На цыпочках, как балерина,
Поезд летит.
Тут дышат воздух и глина,
И леса зелёный щит.
Ещё открыты глаза солнца,
Но уже не пристальны.
Откуда счастье такое берётся?
Глаза, как письмами,
Полями забросаны –
В каждой строчке слово люблю.
И жизнь усыпана синими розами,
Как все аллеи в раю.



Ты хочешь знать, что это значит? –
Да так, не значит ничего.
Наверно сердце, как в романе,
Всю жизнь пролюбит одного.
Туда-сюда, тук-тук – и хватит,
И вот уже ложусь я в гроб,
Чтобы друзья вокруг, поплакав,
Ушли, и належаться чтоб.

А человек один не думал,
Что будет тысячью причин
Жить, умирать, глотать лекарства,
И шёл по улице один,
И напевал простой мотивчик,
Уже я не припомню, чей.

О погубитель!

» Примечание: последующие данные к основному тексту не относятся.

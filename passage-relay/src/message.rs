//! Control-channel message types.
//!
//! These are the JSON text frames the relay writes to a bridge's
//! control channel. The bridge never sends structured messages back;
//! its inbound control frames are fanned out to status observers
//! verbatim.

use serde::{Deserialize, Serialize};

/// Server-to-bridge control message.
#[derive(Debug, Clone, PartialEq, Eq, Serialize, Deserialize)]
#[serde(tag = "type", rename_all = "camelCase")]
pub enum ControlMessage {
    /// A remote controller connected; the bridge should dial back a
    /// data channel carrying this connection id in the URL path.
    Connect {
        /// Connect payload
        data: ConnectData,
    },
    /// At least one status observer is now subscribed
    StartStatus,
    /// The last status observer unsubscribed
    StopStatus,
}

/// Payload of a [`ControlMessage::Connect`].
#[derive(Debug, Clone, PartialEq, Eq, Serialize, Deserialize)]
#[serde(rename_all = "camelCase")]
pub struct ConnectData {
    /// Server-assigned session id
    pub connection_id: String,
}

impl ControlMessage {
    /// Builds a connect message for a fresh session.
    #[must_use]
    pub fn connect(connection_id: String) -> Self {
        Self::Connect {
            data: ConnectData { connection_id },
        }
    }
}

#[cfg(test)]
mod tests {
    use super::*;

    #[test]
    fn test_connect_wire_format() {
        let msg = ControlMessage::connect("abc".to_string());
        let json = serde_json::to_string(&msg).unwrap();
        assert_eq!(json, r#"{"type":"connect","data":{"connectionId":"abc"}}"#);
    }

    #[test]
    fn test_status_wire_format() {
        assert_eq!(
            serde_json::to_string(&ControlMessage::StartStatus).unwrap(),
            r#"{"type":"startStatus"}"#
        );
        assert_eq!(
            serde_json::to_string(&ControlMessage::StopStatus).unwrap(),
            r#"{"type":"stopStatus"}"#
        );
    }

    #[test]
    fn test_connect_round_trip() {
        let json = r#"{"type":"connect","data":{"connectionId":"7f3a"}}"#;
        let msg: ControlMessage = serde_json::from_str(json).unwrap();
        assert_eq!(msg, ControlMessage::connect("7f3a".to_string()));
    }
}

О счастливчик! –
И слёзы льются из очей.


Скорее

Скорее целуйтесь, скорее болтайте,
Скорее шутите, прощайтесь со мной.
Как только уйдёте – я выброшу список
Звонков телефонных и встреч.

Я сяду на поезд, и скоро столкнётся
Мой лоб и антоновки лоб.
Сто взглядов ко мне устремит черноплодка
И выглянет хитро тихоня, сиротка –
Отцветшая в мае сирень.
В мой лучший, в мой праздничный день
Я сяду и книгу свою напишу
Без радостных рифм, о серьёзных вещах,
О том, как они свою жизнь проживут,
Как мы свою жизнь проживём.
Там только шесть соток. Запущенный дом.
Его, как любимую мысль, берегу.
Пока я не в нём, у него я в долгу.
В долгу я, в долгу, с непрощённой виной.
А вы всё никак не проститесь со мной!


Юлия Немировская.
Моя книжечка. Стихи 1970-х – 1980-х годов. М., 1998.